国家互联网信息办公室关于《数据安全管理办法（征求意见稿）》公开征求意见的通知(2)

　　第九条如果收集使用规则包含在隐私政策中，应相对集中，明显提示，以方便阅读。另仅当用户知悉收集使用规则并明确同意后，网络运营者方可收集个人信息。

　　第十条网络运营者应当严格遵守收集使用规则，网站、应用程序收集或使用个人信息的功能设计应同隐私政策保持一致，同步调整。

　　第十一条网络运营者不得以改善服务质量、提升用户体验、定向推送信息、研发新产品等为由，以默认授权、功能捆绑等形式强迫、误导个人信息主体同意其收集个人信息。

　　个人信息主体同意收集保证网络产品核心业务功能运行的个人信息后，网络运营者应当向个人信息主体提供核心业务功能服务，不得因个人信息主体拒绝或者撤销同意收集上述信息以外的其他信息，而拒绝提供核心业务功能服务。

　　第十二条收集14周岁以下未成年人个人信息的，应当征得其监护人同意。

　　第十三条网络运营者不得依据个人信息主体是否授权收集个人信息及授权范围，对个人信息主体采取歧视行为，包括服务质量、价格差异等。

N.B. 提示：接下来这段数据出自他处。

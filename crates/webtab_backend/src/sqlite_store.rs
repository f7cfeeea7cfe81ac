use crate::stores::LocalStore;
use crate::time::unix_epoch_seconds_now;
use anyhow::{Context as _, anyhow};
use rusqlite::{Connection, OptionalExtension as _, params};
use std::path::{Path, PathBuf};
use std::sync::mpsc;

const LATEST_SCHEMA_VERSION: u32 = 1;

const MIGRATIONS: &[(u32, &str)] = &[(
    1,
    include_str!(concat!(
        env!("CARGO_MANIFEST_DIR"),
        "/migrations/0001_init.sql"
    )),
)];

/// Local key-value area backed by a SQLite file. All access goes through a
/// dedicated worker thread. The `*_text` methods block on the reply channel;
/// the [`LocalStore`] methods wait for it on the blocking pool instead.
#[derive(Clone)]
pub struct SqliteStore {
    tx: mpsc::Sender<DbCommand>,
}

enum DbCommand {
    Read {
        key: String,
        reply: mpsc::Sender<anyhow::Result<Option<String>>>,
    },
    Write {
        key: String,
        value: String,
        reply: mpsc::Sender<anyhow::Result<()>>,
    },
    Remove {
        key: String,
        reply: mpsc::Sender<anyhow::Result<()>>,
    },
}

impl SqliteStore {
    /// Never fails on an unusable database file: the open error is reported
    /// by every subsequent call instead.
    pub fn new(db_path: PathBuf) -> anyhow::Result<Self> {
        let (tx, rx) = mpsc::channel::<DbCommand>();

        std::thread::Builder::new()
            .name("webtab-sqlite".to_owned())
            .spawn(move || {
                let mut db = SqliteDatabase::open(&db_path);
                if let Err(err) = &db {
                    tracing::error!(
                        path = %db_path.display(),
                        error = %format!("{err:#}"),
                        "local store unavailable"
                    );
                }
                while let Ok(cmd) = rx.recv() {
                    match (&mut db, cmd) {
                        (Ok(db), DbCommand::Read { key, reply }) => {
                            let _ = reply.send(db.read(&key));
                        }
                        (Ok(db), DbCommand::Write { key, value, reply }) => {
                            let _ = reply.send(db.write(&key, &value));
                        }
                        (Ok(db), DbCommand::Remove { key, reply }) => {
                            let _ = reply.send(db.remove(&key));
                        }
                        (Err(err), cmd) => {
                            respond_db_open_error(err, cmd);
                        }
                    }
                }
            })
            .context("failed to spawn sqlite worker thread")?;

        Ok(Self { tx })
    }

    pub fn read_text(&self, key: impl Into<String>) -> anyhow::Result<Option<String>> {
        let (reply_tx, reply_rx) = mpsc::channel();
        self.tx
            .send(DbCommand::Read {
                key: key.into(),
                reply: reply_tx,
            })
            .context("sqlite worker is not running")?;
        reply_rx.recv().context("sqlite worker terminated")?
    }

    pub fn write_text(
        &self,
        key: impl Into<String>,
        value: impl Into<String>,
    ) -> anyhow::Result<()> {
        let (reply_tx, reply_rx) = mpsc::channel();
        self.tx
            .send(DbCommand::Write {
                key: key.into(),
                value: value.into(),
                reply: reply_tx,
            })
            .context("sqlite worker is not running")?;
        reply_rx.recv().context("sqlite worker terminated")?
    }

    pub fn remove_text(&self, key: impl Into<String>) -> anyhow::Result<()> {
        let (reply_tx, reply_rx) = mpsc::channel();
        self.tx
            .send(DbCommand::Remove {
                key: key.into(),
                reply: reply_tx,
            })
            .context("sqlite worker is not running")?;
        reply_rx.recv().context("sqlite worker terminated")?
    }
}

impl LocalStore for SqliteStore {
    async fn read(&self, key: &str) -> anyhow::Result<Option<String>> {
        let store = self.clone();
        let key = key.to_owned();
        tokio::task::spawn_blocking(move || store.read_text(key))
            .await
            .context("failed to join sqlite read task")?
    }

    async fn write(&self, key: &str, value: &str) -> anyhow::Result<()> {
        let store = self.clone();
        let key = key.to_owned();
        let value = value.to_owned();
        tokio::task::spawn_blocking(move || store.write_text(key, value))
            .await
            .context("failed to join sqlite write task")?
    }

    async fn remove(&self, key: &str) -> anyhow::Result<()> {
        let store = self.clone();
        let key = key.to_owned();
        tokio::task::spawn_blocking(move || store.remove_text(key))
            .await
            .context("failed to join sqlite remove task")?
    }
}

fn respond_db_open_error(err: &anyhow::Error, cmd: DbCommand) {
    let message = format!("{err:#}");
    match cmd {
        DbCommand::Read { reply, .. } => {
            let _ = reply.send(Err(anyhow!(message)));
        }
        DbCommand::Write { reply, .. } => {
            let _ = reply.send(Err(anyhow!(message)));
        }
        DbCommand::Remove { reply, .. } => {
            let _ = reply.send(Err(anyhow!(message)));
        }
    }
}

struct SqliteDatabase {
    conn: Connection,
}

impl SqliteDatabase {
    fn open(db_path: &Path) -> anyhow::Result<Self> {
        if let Some(parent) = db_path.parent() {
            std::fs::create_dir_all(parent)
                .with_context(|| format!("failed to create {}", parent.display()))?;
        }

        let mut conn = Connection::open(db_path)
            .with_context(|| format!("failed to open sqlite db {}", db_path.display()))?;

        configure_connection(&mut conn).context("failed to configure sqlite connection")?;
        apply_migrations(&mut conn).context("failed to apply sqlite migrations")?;

        Ok(Self { conn })
    }

    fn read(&mut self, key: &str) -> anyhow::Result<Option<String>> {
        self.conn
            .query_row(
                "SELECT value FROM kv_entries WHERE key = ?1",
                params![key],
                |row| row.get::<_, String>(0),
            )
            .optional()
            .with_context(|| format!("failed to read local value {key}"))
    }

    fn write(&mut self, key: &str, value: &str) -> anyhow::Result<()> {
        let now = unix_epoch_seconds_now();
        self.conn
            .execute(
                "INSERT INTO kv_entries (key, value, created_at, updated_at)
                 VALUES (?1, ?2, ?3, ?3)
                 ON CONFLICT(key) DO UPDATE SET
                   value = excluded.value,
                   updated_at = excluded.updated_at",
                params![key, value, now],
            )
            .with_context(|| format!("failed to write local value {key}"))?;
        Ok(())
    }

    fn remove(&mut self, key: &str) -> anyhow::Result<()> {
        self.conn
            .execute("DELETE FROM kv_entries WHERE key = ?1", params![key])
            .with_context(|| format!("failed to remove local value {key}"))?;
        Ok(())
    }
}

fn configure_connection(conn: &mut Connection) -> anyhow::Result<()> {
    conn.execute_batch(
        "PRAGMA journal_mode = WAL;
         PRAGMA synchronous = NORMAL;
         PRAGMA busy_timeout = 5000;",
    )
    .context("failed to apply sqlite PRAGMAs")?;
    Ok(())
}

fn apply_migrations(conn: &mut Connection) -> anyhow::Result<()> {
    let mut current: u32 = conn
        .query_row("PRAGMA user_version", [], |row| row.get::<_, i64>(0))
        .context("failed to read user_version")? as u32;

    if current > LATEST_SCHEMA_VERSION {
        return Err(anyhow!(
            "sqlite schema version is newer than this build: db={}, app={}",
            current,
            LATEST_SCHEMA_VERSION
        ));
    }

    if current == LATEST_SCHEMA_VERSION {
        return Ok(());
    }

    conn.execute_batch("BEGIN IMMEDIATE;")
        .context("failed to begin migration transaction")?;

    for (version, sql) in MIGRATIONS {
        if *version <= current {
            continue;
        }
        conn.execute_batch(sql)
            .with_context(|| format!("failed to apply migration v{version:04}"))?;
        conn.pragma_update(None, "user_version", *version as i64)
            .context("failed to update user_version")?;
        current = *version;
    }

    conn.execute_batch("COMMIT;")
        .context("failed to commit migration transaction")?;
    Ok(())
}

　　第十四条网络运营者从其他途径获得个人信息，与直接收集个人信息负有同等的保护责任和义务。

　　第十五条网络运营者以经营为目的收集重要数据或个人敏感信息的，应向所在地网信部门备案。备案内容包括收集使用规则，收集使用的目的、规模、方式、范围、类型、期限等，不包括数据内容本身。

　　第十六条网络运营者采取自动化手段访问收集网站数据，不得妨碍网站正常运行；此类行为严重影响网站运行，如自动化访问收集流量超过网站日均流量三分之一，网站要求停止自动化访问收集时，应当停止。

　　第十七条网络运营者以经营为目的收集重要数据或个人敏感信息的，应当明确数据安全责任人。

　　数据安全责任人由具有相关管理工作经历和数据安全专业知识的人员担任，参与有关数据活动的重要决策，直接向网络运营者的主要负责人报告工作。

　　第十八条数据安全责任人履行下列职责：

　　（一）组织制定数据保护计划并督促落实；

　　（二）组织开展数据安全风险评估，督促整改安全隐患；

　　（三）按要求向有关部门和网信部门报告数据安全保护和事件处置情况；

　　（四）受理并处理用户投诉和举报。

　　网络运营者应为数据安全责任人提供必要的资源，保障其独立履行职责。

　　第三章 数据处理使用

　　第十九条网络运营者应当参照国家有关标准，采用数据分类、备份、加密等措施加强对个人信息和重要数据保护。

　　第二十条网络运营者保存个人信息不应超出收集使用规则中的保存期限，用户注销账号后应当及时删除其个人信息，经过处理无法关联到特定个人且不能复原（以下称匿名化处理）的除外。

　　第二十一条网络运营者收到有关个人信息查询、更正、删除以及用户注销账号请求时，应当在合理时间和代价范围内予以查询、更正、删除或注销账号。

　　第二十二条网络运营者不得违反收集使用规则使用个人信息。因业务需要，确需扩大个人信息使用范围的，应当征得个人信息主体同意。

　　第二十三条网络运营者利用用户数据和算法推送新闻信息、商业广告等（以下简称“定向推送”），应当以明显方式标明“定推”字样，为用户提供停止接收定向推送信息的功能；用户选择停止接收定向推送信息时，应当停止推送，并删除已经收集的设备识别码等用户数据和个人信息。

　　网络运营者开展定向推送活动应遵守法律、行政法规，尊重社会公德、商业道德、公序良俗，诚实守信，严禁歧视、欺诈等行为。